While personality variables have also been demonstrated to be important in predicting relationship adjustment and satisfaction, results of research in this area have been inconsistent and therefore difficult to interpret (Barelds, 2005). However, one reliable finding has been that trait anxiety, defined as “a general tendency to respond with anxiety to perceived threats in the environment” (Spielberger, Gorsuch, & Lushere, 1970, p. 3) is consistently associated with lower levels of adjustment and satisfaction in intimate relationships, when compared with any other personality factor (Rodrigues, 2010). For example, in one longitudinal study which followed 168 newlywed couples for 13 years, trait anxiety was consistently associated with marital negativity which itself was predictive of partners’ levels of relationship dissatisfaction (Caughlin, Huston, & Houts, 2000).

A third area of research, based on Murray Bowen’s concept of differentiation of self (DoS)(Bowen, 1978), also suggests that high levels of trait anxiety or emotional reactivity predicts poor relational adjustment and wellbeing. DoS may be defined as “the capacity of the individual to function autonomously by making self-directed choices, while remaining emotionally connected to the intensity of a significant relationship system” (Brown, 1999, p.95). Bowen’s original theory was that more differentiated individuals possess lower levels of trait anxiety, and are therefore able to balance cognition and emotion when making decisions (Bowen, 1978). This proposed inverse relationship between trait anxiety and differentiation has been empirically supported (e.g., Knauth, Skowron & Escobar, 2006).

Recent studies utilising valid and reliable measures of DoS, including the Differentiation of Self Inventory-Revised (DSI-R) (Skowron & Schmitt, 2003), have routinely indicated that higher levels of DoS are associated with positive relationship outcomes. For example, Lippitt (2005) reported that the level of DoS was moderately predictive of relationship satisfaction in 130 couples from the U.S. In addition a recent study examining the role of DoS found that well-differentiated couples, with accompanying lower levels of trait anxiety, were more likely to experience positive therapeutic outcomes in couple therapy (Knerr, 2008).

Thus, when considered as a whole, existing research indicates that both clinical and trait anxiety are associated with decreased satisfaction in relationships in general and committed romantic partnerships in particular. Furthermore, lower levels of trait anxiety (evidenced by higher levels of DoS), appear consistently predictive of positive relational experiences and outcomes. However, comparatively little is known about the processes through which both trait and clinical anxiety exert a negative relational influence (Caughlin et al., 2000).

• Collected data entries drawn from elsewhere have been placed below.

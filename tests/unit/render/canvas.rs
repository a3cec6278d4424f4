use super::*;
use crate::foundation::core::Canvas;

fn px(frame: &FrameRGBA, x: u32, y: u32) -> [u8; 4] {
    let i = ((y * frame.width + x) * 4) as usize;
    [
        frame.data[i],
        frame.data[i + 1],
        frame.data[i + 2],
        frame.data[i + 3],
    ]
}

fn rect_node(left: f64, top: f64, w: f64, h: f64, fill: Rgba8) -> Node {
    let mut n = Node::new(
        NodeKind::Rect { rx: 0.0, ry: 0.0 },
        Placement {
            left,
            top,
            width: w,
            height: h,
            ..Placement::default()
        },
    );
    n.paint.fill = Some(fill);
    n
}

fn scene(w: u32, h: u32, clip: Option<CircleClip>) -> Scene {
    Scene::new(
        Canvas {
            width: w,
            height: h,
        },
        clip,
    )
}

#[test]
fn background_and_rect_are_painted() {
    let mut s = scene(16, 16, None);
    s.insert(
        rect_node(4.0, 4.0, 8.0, 8.0, Rgba8::rgba(255, 0, 0, 255)),
        None,
    );
    let mut r = CanvasRenderer::new(FontBook::new());
    let f = r.render(&s, Rgba8::rgba(0, 0, 255, 255), None).unwrap();
    assert_eq!((f.width, f.height), (16, 16));
    assert!(f.premultiplied);
    assert_eq!(px(&f, 1, 1), [0, 0, 255, 255]);
    assert_eq!(px(&f, 8, 8), [255, 0, 0, 255]);
}

#[test]
fn hidden_and_transparent_nodes_are_skipped() {
    let mut s = scene(8, 8, None);
    let mut hidden = rect_node(0.0, 0.0, 8.0, 8.0, Rgba8::WHITE);
    hidden.placement.visible = false;
    s.insert(hidden, None);
    let mut clear = rect_node(0.0, 0.0, 8.0, 8.0, Rgba8::WHITE);
    clear.placement.opacity = 0.0;
    s.insert(clear, None);
    let f = CanvasRenderer::new(FontBook::new())
        .render(&s, Rgba8::BLACK, None)
        .unwrap();
    assert_eq!(px(&f, 4, 4), [0, 0, 0, 255]);
}

#[test]
fn group_children_are_centered_on_the_group() {
    let mut s = scene(20, 20, None);
    let child = rect_node(-2.0, -2.0, 4.0, 4.0, Rgba8::WHITE);
    s.insert(
        Node::new(
            NodeKind::Group {
                children: vec![child],
            },
            Placement {
                left: 10.0,
                top: 10.0,
                width: 10.0,
                height: 10.0,
                origin_x: crate::foundation::core::OriginX::Center,
                origin_y: crate::foundation::core::OriginY::Center,
                ..Placement::default()
            },
        ),
        None,
    );
    let f = CanvasRenderer::new(FontBook::new())
        .render(&s, Rgba8::BLACK, None)
        .unwrap();
    assert_eq!(px(&f, 10, 10), [255, 255, 255, 255]);
    assert_eq!(px(&f, 3, 3), [0, 0, 0, 255]);
}

#[test]
fn round_canvases_are_masked() {
    let s = scene(
        20,
        20,
        Some(CircleClip {
            cx: 10.0,
            cy: 10.0,
            radius: 10.0,
        }),
    );
    let f = CanvasRenderer::new(FontBook::new())
        .render(&s, Rgba8::WHITE, None)
        .unwrap();
    assert_eq!(px(&f, 0, 0), [0, 0, 0, 0]);
    assert_eq!(px(&f, 10, 10), [255, 255, 255, 255]);
}

#[test]
fn static_images_stretch_to_their_box() {
    let mut s = scene(8, 8, None);
    let img = PreparedImage::from_premul(1, 1, vec![0, 255, 0, 255]).unwrap();
    let mut node = ImageNode::new("g.png");
    node.content = ImageContent::Static(Arc::new(img));
    s.insert(
        Node::new(
            NodeKind::Image(node),
            Placement {
                width: 8.0,
                height: 8.0,
                ..Placement::default()
            },
        ),
        None,
    );
    let f = CanvasRenderer::new(FontBook::new())
        .render(&s, Rgba8::BLACK, None)
        .unwrap();
    assert_eq!(px(&f, 4, 4), [0, 255, 0, 255]);
}

#[test]
fn undrawable_images_are_forgotten_once_unused() {
    let mut img = PreparedImage::from_premul(2, 2, vec![0; 16]).unwrap();
    img.rgba8_premul = Arc::new(vec![0; 4]);
    let mut node = ImageNode::new("bad.png");
    node.content = ImageContent::Static(Arc::new(img));

    let mut s = scene(4, 4, None);
    let id = s.insert(
        Node::new(
            NodeKind::Image(node),
            Placement {
                width: 4.0,
                height: 4.0,
                ..Placement::default()
            },
        ),
        None,
    );
    let mut r = CanvasRenderer::new(FontBook::new());
    let f = r.render(&s, Rgba8::BLACK, None).unwrap();
    assert_eq!(px(&f, 2, 2), [0, 0, 0, 255]);
    assert_eq!(r.rejected.len(), 1);

    s.remove(id);
    r.render(&s, Rgba8::BLACK, None).unwrap();
    assert!(r.rejected.is_empty());
    assert!(r.images.is_empty());
}

#[test]
fn pending_images_draw_nothing() {
    let mut s = scene(4, 4, None);
    s.insert(
        Node::new(
            NodeKind::Image(ImageNode::new("x.png")),
            Placement {
                width: 4.0,
                height: 4.0,
                ..Placement::default()
            },
        ),
        None,
    );
    let f = CanvasRenderer::new(FontBook::new())
        .render(&s, Rgba8::BLACK, None)
        .unwrap();
    assert_eq!(px(&f, 2, 2), [0, 0, 0, 255]);
}

#[test]
fn arcs_cover_only_their_sweep() {
    assert!(arc_path(10.0, 0.0, 0.0).is_none());
    assert!(arc_path(0.0, 0.0, 360.0).is_none());
    let half = arc_path(10.0, 0.0, 180.0).unwrap();
    let bbox = half.bounding_box();
    // Clockwise from +x in y-down space covers the lower half.
    assert!(bbox.min_y() > 9.0, "{bbox:?}");
    assert!((bbox.max_y() - 20.0).abs() < 0.5);
}

#[test]
fn dashed_strokes_leave_gaps() {
    let mut line = kurbo::BezPath::new();
    line.move_to((0.0, 0.0));
    line.line_to((10.0, 0.0));
    let solid = stroke_outline(&line, 2.0, &[]);
    let dashed = stroke_outline(&line, 2.0, &[2.0, 2.0]);
    assert!((solid.area().abs() - 20.0).abs() < 1e-6);
    assert!(dashed.area().abs() < solid.area().abs());
}

#[test]
fn circle_clip_softens_the_edge() {
    let mut f = FrameRGBA {
        width: 3,
        height: 1,
        data: vec![255; 12],
        premultiplied: true,
    };
    apply_circle_clip(
        &mut f,
        CircleClip {
            cx: 0.5,
            cy: 0.5,
            radius: 1.0,
        },
    );
    assert_eq!(px(&f, 0, 0), [255; 4]);
    assert_eq!(px(&f, 2, 0), [0; 4]);
}
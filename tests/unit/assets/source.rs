use super::*;

#[test]
fn normalize_rel_path_strips_dots_and_rejects_parents() {
    assert_eq!(
        normalize_rel_path("./weathericon/02d.png").unwrap(),
        "weathericon/02d.png"
    );
    assert_eq!(normalize_rel_path("a\\b//c.png").unwrap(), "a/b/c.png");
    assert!(normalize_rel_path("../secret.png").is_err());
    assert!(normalize_rel_path("./").is_err());
}

#[test]
fn classifies_sources() {
    let root = Path::new("/themes/assets");
    assert_eq!(
        AssetSource::parse("./weathericon/01d.png", root).unwrap(),
        AssetSource::File(PathBuf::from("/themes/assets/weathericon/01d.png"))
    );
    assert_eq!(
        AssetSource::parse("/abs/x.gif", root).unwrap(),
        AssetSource::File(PathBuf::from("/abs/x.gif"))
    );
    assert_eq!(
        AssetSource::parse("https://example.com/a.gif", root).unwrap(),
        AssetSource::Remote("https://example.com/a.gif".to_owned())
    );
    assert!(AssetSource::parse("  ", root).is_err());
}

#[test]
fn decodes_base64_and_plain_data_urls() {
    let (mime, bytes) = decode_data_url("data:image/gif;base64,R0lG").unwrap();
    assert_eq!(mime, "image/gif");
    assert_eq!(bytes, b"GIF");

    let (mime, bytes) = decode_data_url("data:text/plain,a%20b").unwrap();
    assert_eq!(mime, "text/plain");
    assert_eq!(bytes, b"a b");

    assert!(decode_data_url("data:image/png;base64").is_err());
    assert!(decode_data_url("data:image/png;base64,!!!").is_err());
}

#[test]
fn missing_files_are_io_errors() {
    let dir = tempfile::tempdir().unwrap();
    let err = load_source_bytes("nope.png", dir.path()).unwrap_err();
    assert!(matches!(err, ThemeError::Io(_)));
}

#[test]
fn reads_relative_files_under_root() {
    let dir = tempfile::tempdir().unwrap();
    std::fs::create_dir_all(dir.path().join("icons")).unwrap();
    std::fs::write(dir.path().join("icons/a.bin"), b"xyz").unwrap();
    assert_eq!(load_source_bytes("./icons/a.bin", dir.path()).unwrap(), b"xyz");
}

#[cfg(not(feature = "remote"))]
#[test]
fn remote_sources_need_the_feature() {
    let err = load_source_bytes("http://localhost/a.png", Path::new(".")).unwrap_err();
    assert!(matches!(err, ThemeError::Io(ref m) if m.contains("remote")));
}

One possible explanation for the association between trait anxiety and negative relationship outcomes has been proposed by couple and sex therapist David Schnarch. Schnarch argues that anxiety is the normal and expected consequence of long-term committed relationships in which couples must negotiate their different preferences, values, wants and aspirations, through the inevitable challenges of life and love (Schnarch, 1991). Schnarch goes on to argue that well-differentiated individuals are better able to regulate and sooth the developmentally normal anxiety they experience in intimate relationship with someone who is other (Schnarch, 1991).

Although little direct empirical evidence exists to validate Schnarch’s theory, the results of several studies offer tentative support for his assertions. For example, (Carstensen, Gottman and Levenson 2004) reported that the capacity to self-soothe (or regulate) difficult affective states, including anxiety, is positively correlated with relationship satisfaction. Furthermore, in a comprehensive and complex study by (Carroll, Badger and Yang 2006) involving a number of intrapersonal and interpersonal factors that were hypothesised to contribute to relational competence, personal security (which included the capacity to regulate challenging affect) positively predicted being ‘other-centred’ in intimate relationships (Carroll et al., 2006).

The aim of this study therefore, was to assess empirically the validity of Schnarch’s assertion that well differentiated individuals with lower levels of trait anxiety, are better able to manage the sometimes difficult affect arising from being in close relationship with someone who is other. In order to achieve this aim, the specific hypothesis that respondents’ levels of trait anxiety, as measured by both The State Trait Anxiety Inventory – trait (STAI-T) (Spielberger et al., 1970) and The Emotional Reactivity Subscale of the Differentiation of Self Inventory-Revised (DSI-R) (Skowron & Schmitt, 2003) – would inversely predict their capacity to tolerate interpersonal difference in the context of close relationships was interrogated.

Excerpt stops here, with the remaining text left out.